Wednesday, September 2, 2009

Review: Aleks (a revisit)

Those of you that followed my reviews last year may recall my review on Aleks, a web-based service that utilizes artificial intelligence for comprehensive math instruction for grades 3-12. . Aleks wasn't new to our family at the time; we've used it as a supplement in the past. Still, it was nice to revisit the program for the review. You can read last year's review here.

I've been asked to revisit Aleks once again as part of the 2009-2010 TOS Crew. Specifically, I was to take a look at some changes made to the Master Account features based on customer feedback.

One of the positives of using Aleks is that students have the opportunity to independently learn mathematics. In the past, the overseeing parent or teacher had access to progress reports or could visually view progress on a pie chart, a unique feature of Aleks. Parents could also request an assessment test at any time and reassess the students placement. All of these features are still available. However, two new features have been added to assist parents and teachers in utilizing this program even more, while still maintaining independent learning.

The first is the attendance record. Rather than a running total of weekly time spent and items learned per hour, parents can now view daily records. A click of a button give a daily breakdown of how long the student logged in, how many topics were attempted and how many topics were mastered during that time. At a glance, it can quickly be determined if little Johnny is moving through the material, stuck on a concept or is perhaps sneaking time IMing friends or playing World of Warcraft rather than mastering new topics while still logged in to Aleks. Not that any of us have disobedient children(!), but extra accountability is always a good thing.
The other added feature is the ability to set up quizzes for your student. Different from the random or requested assessments, which can be quite lengthy, parents have more control over the quiz length and content. Parents can select content and number of questions to appear on the quiz. Once the student takes the quiz, parents can view results and even create a printable report of the quiz questions and answers. Click here for a sample printable quiz report. Below is how the results page appears.

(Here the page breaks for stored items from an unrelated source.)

//! Configuration management for skywatch.
//!
//! This module provides configuration loading and validation using figment,
//! supporting TOML config files, environment variables, and defaults. The
//! resulting [`Config`] value is constructed once at process start and passed
//! by reference into each component's constructor; no component performs
//! ambient environment lookups of its own.

use std::path::PathBuf;
use std::time::Duration;

use figment::{
    providers::{Env, Format, Serialized, Toml},
    Figment,
};
use serde::{Deserialize, Serialize};

use crate::error::{Error, Result};
use crate::fetch::BoundingBox;

/// Default configuration file name.
const CONFIG_FILE_NAME: &str = "config.toml";

/// Default data directory name.
const DATA_DIR_NAME: &str = "skywatch";

/// Default database file name.
const DATABASE_FILE_NAME: &str = "flights.db";

/// Default model parameter file, relative to the data directory.
const MODEL_FILE_NAME: &str = "models/delay_model.json";

/// Default scaler parameter file, relative to the data directory.
const SCALER_FILE_NAME: &str = "models/delay_scaler.json";

/// Application configuration.
///
/// Configuration is loaded from (in order of precedence, highest first):
/// 1. Environment variables (prefixed with `SKYWATCH_`)
/// 2. TOML config file at `~/.config/skywatch/config.toml`
/// 3. Default values
#[derive(Debug, Clone, Default, PartialEq, Serialize, Deserialize)]
#[serde(default)]
pub struct Config {
    /// Upstream API configuration.
    pub api: ApiConfig,
    /// Geographic region to poll.
    pub region: RegionConfig,
    /// Refresh-loop configuration.
    pub watch: WatchConfig,
    /// Storage configuration.
    pub storage: StorageConfig,
}

/// Upstream flight-state API configuration.
#[derive(Debug, Clone, PartialEq, Serialize, Deserialize)]
#[serde(default)]
pub struct ApiConfig {
    /// Base URL of the flight-state API.
    pub base_url: String,
    /// Username for authenticated access. Anonymous when unset.
    pub username: Option<String>,
    /// Password for authenticated access.
    pub password: Option<String>,
}

/// Bounding box of the region to poll, in degrees.
#[derive(Debug, Clone, PartialEq, Serialize, Deserialize)]
#[serde(default)]
pub struct RegionConfig {
    /// Minimum latitude.
    pub min_latitude: f64,
    /// Maximum latitude.
    pub max_latitude: f64,
    /// Minimum longitude.
    pub min_longitude: f64,
    /// Maximum longitude.
    pub max_longitude: f64,
}

/// Refresh-loop configuration.
#[derive(Debug, Clone, PartialEq, Serialize, Deserialize)]
#[serde(default)]
pub struct WatchConfig {
    /// Seconds between refresh cycles.
    pub refresh_interval_secs: u64,
}

/// Storage-related configuration.
#[derive(Debug, Clone, Default, PartialEq, Serialize, Deserialize)]
#[serde(default)]
pub struct StorageConfig {
    /// Path to the database file.
    /// Defaults to `~/.local/share/skywatch/flights.db`
    pub database_path: Option<PathBuf>,
    /// Path to the serialized classifier.
    /// Defaults to `~/.local/share/skywatch/models/delay_model.json`
    pub model_path: Option<PathBuf>,
    /// Path to the serialized feature scaler.
    /// Defaults to `~/.local/share/skywatch/models/delay_scaler.json`
    pub scaler_path: Option<PathBuf>,
}

impl Default for ApiConfig {
    fn default() -> Self {
        Self {
            base_url: "https://opensky-network.org/api".to_string(),
            username: None,
            password: None,
        }
    }
}

impl Default for RegionConfig {
    fn default() -> Self {
        // Western Europe, matching the original deployment region.
        Self {
            min_latitude: 41.0,
            max_latitude: 51.0,
            min_longitude: -5.0,
            max_longitude: 9.0,
        }
    }
}

impl Default for WatchConfig {
    fn default() -> Self {
        Self {
            refresh_interval_secs: 60,
        }
    }
}

impl Config {
    /// Load configuration from all sources.
    ///
    /// Configuration is loaded in this order (later sources override earlier):
    /// 1. Default values
    /// 2. TOML config file (if exists)
    /// 3. Environment variables (prefixed with `SKYWATCH_`)
    ///
    /// # Errors
    ///
    /// Returns an error if configuration loading or parsing fails.
    pub fn load() -> Result<Self> {
        Self::load_from(None)
    }

    /// Load configuration with an optional custom config path.
    ///
    /// # Errors
    ///
    /// Returns an error if configuration loading or parsing fails.
    pub fn load_from(config_path: Option<PathBuf>) -> Result<Self> {
        let config_file = config_path.unwrap_or_else(Self::default_config_path);

        let figment = Figment::new()
            .merge(Serialized::defaults(Config::default()))
            .merge(Toml::file(&config_file).nested())
            .merge(Env::prefixed("SKYWATCH_").split("_"));

        let config: Config = figment.extract()?;
        config.validate()?;
        Ok(config)
    }

    /// Get the default configuration file path.
    #[must_use]
    pub fn default_config_path() -> PathBuf {
        dirs::config_dir()
            .unwrap_or_else(|| PathBuf::from(".config"))
            .join(DATA_DIR_NAME)
            .join(CONFIG_FILE_NAME)
    }

    /// Get the default data directory path.
    #[must_use]
    pub fn default_data_dir() -> PathBuf {
        dirs::data_local_dir()
            .unwrap_or_else(|| PathBuf::from(".local/share"))
            .join(DATA_DIR_NAME)
    }

    /// Validate the configuration.
    ///
    /// # Errors
    ///
    /// Returns an error if any configuration values are invalid.
    pub fn validate(&self) -> Result<()> {
        let r = &self.region;
        if !(-90.0..=90.0).contains(&r.min_latitude) || !(-90.0..=90.0).contains(&r.max_latitude) {
            return Err(Error::config_validation(format!(
                "latitudes must lie in [-90, 90], got {} .. {}",
                r.min_latitude, r.max_latitude
            )));
        }
        if !(-180.0..=180.0).contains(&r.min_longitude)
            || !(-180.0..=180.0).contains(&r.max_longitude)
        {
            return Err(Error::config_validation(format!(
                "longitudes must lie in [-180, 180], got {} .. {}",
                r.min_longitude, r.max_longitude
            )));
        }
        if r.min_latitude >= r.max_latitude {
            return Err(Error::config_validation(format!(
                "min_latitude ({}) must be less than max_latitude ({})",
                r.min_latitude, r.max_latitude
            )));
        }
        if r.min_longitude >= r.max_longitude {
            return Err(Error::config_validation(format!(
                "min_longitude ({}) must be less than max_longitude ({})",
                r.min_longitude, r.max_longitude
            )));
        }

        if self.watch.refresh_interval_secs == 0 {
            return Err(Error::config_validation(
                "refresh_interval_secs must be greater than 0",
            ));
        }

        if self.api.base_url.is_empty() {
            return Err(Error::config_validation("api base_url must not be empty"));
        }

        Ok(())
    }

    /// The configured bounding box.
    #[must_use]
    pub fn bounding_box(&self) -> BoundingBox {
        BoundingBox {
            min_latitude: self.region.min_latitude,
            max_latitude: self.region.max_latitude,
            min_longitude: self.region.min_longitude,
            max_longitude: self.region.max_longitude,
        }
    }

    /// Basic credentials, when both username and password are set and
    /// non-empty.
    #[must_use]
    pub fn credentials(&self) -> Option<(String, String)> {
        match (&self.api.username, &self.api.password) {
            (Some(user), Some(pass)) if !user.is_empty() && !pass.is_empty() => {
                Some((user.clone(), pass.clone()))
            }
            _ => None,
        }
    }

    /// Get the database path, resolving defaults if not set.
    #[must_use]
    pub fn database_path(&self) -> PathBuf {
        self.storage
            .database_path
            .clone()
            .unwrap_or_else(|| Self::default_data_dir().join(DATABASE_FILE_NAME))
    }

    /// Get the model parameter path, resolving defaults if not set.
    #[must_use]
    pub fn model_path(&self) -> PathBuf {
        self.storage
            .model_path
            .clone()
            .unwrap_or_else(|| Self::default_data_dir().join(MODEL_FILE_NAME))
    }

    /// Get the scaler parameter path, resolving defaults if not set.
    #[must_use]
    pub fn scaler_path(&self) -> PathBuf {
        self.storage
            .scaler_path
            .clone()
            .unwrap_or_else(|| Self::default_data_dir().join(SCALER_FILE_NAME))
    }

    /// Get the refresh interval as a Duration.
    #[must_use]
    pub fn refresh_interval(&self) -> Duration {
        Duration::from_secs(self.watch.refresh_interval_secs)
    }
}

#[cfg(test)]
mod tests {
    use super::*;

    #[test]
    fn test_default_config() {
        let config = Config::default();

        assert_eq!(config.api.base_url, "https://opensky-network.org/api");
        assert!(config.api.username.is_none());
        assert_eq!(config.watch.refresh_interval_secs, 60);
        assert!(config.storage.database_path.is_none());
    }

    #[test]
    fn test_default_region() {
        let region = RegionConfig::default();

        assert!((region.min_latitude - 41.0).abs() < f64::EPSILON);
        assert!((region.max_latitude - 51.0).abs() < f64::EPSILON);
        assert!((region.min_longitude - (-5.0)).abs() < f64::EPSILON);
        assert!((region.max_longitude - 9.0).abs() < f64::EPSILON);
    }

    #[test]
    fn test_validate_valid_config() {
        let config = Config::default();
        assert!(config.validate().is_ok());
    }

    #[test]
    fn test_validate_inverted_latitudes() {
        let mut config = Config::default();
        config.region.min_latitude = 51.0;
        config.region.max_latitude = 41.0;

        let result = config.validate();
        assert!(result.is_err());
        assert!(result.unwrap_err().to_string().contains("min_latitude"));
    }

    #[test]
    fn test_validate_latitude_out_of_range() {
        let mut config = Config::default();
        config.region.max_latitude = 91.0;

        let result = config.validate();
        assert!(result.is_err());
        assert!(result.unwrap_err().to_string().contains("[-90, 90]"));
    }

    #[test]
    fn test_validate_longitude_out_of_range() {
        let mut config = Config::default();
        config.region.min_longitude = -181.0;

        let result = config.validate();
        assert!(result.is_err());
        assert!(result.unwrap_err().to_string().contains("[-180, 180]"));
    }

    #[test]
    fn test_validate_zero_refresh_interval() {
        let mut config = Config::default();
        config.watch.refresh_interval_secs = 0;

        let result = config.validate();
        assert!(result.is_err());
        assert!(result
            .unwrap_err()
            .to_string()
            .contains("refresh_interval_secs"));
    }

    #[test]
    fn test_validate_empty_base_url() {
        let mut config = Config::default();
        config.api.base_url = String::new();

        assert!(config.validate().is_err());
    }

    #[test]
    fn test_bounding_box() {
        let config = Config::default();
        let bounds = config.bounding_box();

        assert!((bounds.min_latitude - 41.0).abs() < f64::EPSILON);
        assert!((bounds.max_longitude - 9.0).abs() < f64::EPSILON);
    }

    #[test]
    fn test_credentials_absent_by_default() {
        let config = Config::default();
        assert!(config.credentials().is_none());
    }

    #[test]
    fn test_credentials_require_both_parts() {
        let mut config = Config::default();
        config.api.username = Some("user".to_string());
        assert!(config.credentials().is_none());

        config.api.password = Some("pass".to_string());
        assert_eq!(
            config.credentials(),
            Some(("user".to_string(), "pass".to_string()))
        );
    }

    #[test]
    fn test_credentials_reject_empty_strings() {
        let mut config = Config::default();
        config.api.username = Some(String::new());
        config.api.password = Some("pass".to_string());
        assert!(config.credentials().is_none());
    }

    #[test]
    fn test_database_path_default() {
        let config = Config::default();
        assert!(config
            .database_path()
            .to_string_lossy()
            .contains("flights.db"));
    }

    #[test]
    fn test_database_path_custom() {
        let mut config = Config::default();
        config.storage.database_path = Some(PathBuf::from("/custom/path/db.sqlite"));

        assert_eq!(
            config.database_path(),
            PathBuf::from("/custom/path/db.sqlite")
        );
    }

    #[test]
    fn test_model_paths_default_as_siblings() {
        let config = Config::default();
        let model = config.model_path();
        let scaler = config.scaler_path();

        assert!(model.to_string_lossy().contains("delay_model.json"));
        assert!(scaler.to_string_lossy().contains("delay_scaler.json"));
        assert_eq!(model.parent(), scaler.parent());
    }

    #[test]
    fn test_refresh_interval() {
        let config = Config::default();
        assert_eq!(config.refresh_interval(), Duration::from_secs(60));
    }

    #[test]
    fn test_default_config_path() {
        let path = Config::default_config_path();
        assert!(path.to_string_lossy().contains("skywatch"));
        assert!(path.to_string_lossy().contains("config.toml"));
    }

    #[test]
    fn test_load_nonexistent_config() {
        // Loading from a nonexistent path should work (uses defaults)
        let result = Config::load_from(Some(PathBuf::from("/nonexistent/config.toml")));
        assert!(result.is_ok());

        let config = result.unwrap();
        assert_eq!(config, Config::default());
    }

    #[test]
    fn test_load_from_toml_file() {
        let dir = tempfile::tempdir().unwrap();
        let path = dir.path().join("config.toml");
        std::fs::write(
            &path,
            r#"
[region]
min_latitude = 30.0
max_latitude = 40.0

[watch]
refresh_interval_secs = 15
"#,
        )
        .unwrap();

        let config = Config::load_from(Some(path)).unwrap();
        assert!((config.region.min_latitude - 30.0).abs() < f64::EPSILON);
        assert_eq!(config.watch.refresh_interval_secs, 15);
        // Untouched sections keep their defaults
        assert!((config.region.min_longitude - (-5.0)).abs() < f64::EPSILON);
    }

    #[test]
    fn test_config_serialize() {
        let config = Config::default();
        let json = serde_json::to_string(&config).unwrap();
        assert!(json.contains("base_url"));
        assert!(json.contains("refresh_interval_secs"));
    }
}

I'm always impressed with companies that not only take the time to talk and get feedback from users, but who actually listen and implement changes to their product as a result. The new attendance and quiz features are nice additions to the program and help busy homeschooling parents to get the most out of the program.

A subscription to ALEKS is
  • $19.95 per student, per month, or

  • $99.95 every 6 months, or

  • $179.95 every 12 months.
Visit the Aleks website to find out more. There is a free 48-hour trial on the website, but Aleks has a special offer to new users for an extended trial. Click below to find out more.

Visit ALEKS for 1-Month Trial

Also be sure to read the full reviews of the new 2009-2010 Crew members who are giving Aleks a try in their homeschool for the first time at the TOS Crew official blog.

Disclaimer: This review was provided as a result in my participation in The Old Schoolhouse Magazine Crew, a team of 100+ homeschooling parents. While the product was provided at no expense to me in order to provide this review, I have not received any other compensation. Furthermore, receipt of the product does not guarantee a positive review. I strive to give a balanced overview of each product, detailing my opinion of both pros and cons and how the product worked for my family. What works for one family may not work for another. I encourage you to read reviews of other Crew members and research sufficiently to determine if any product will be a benefit to your homeschool.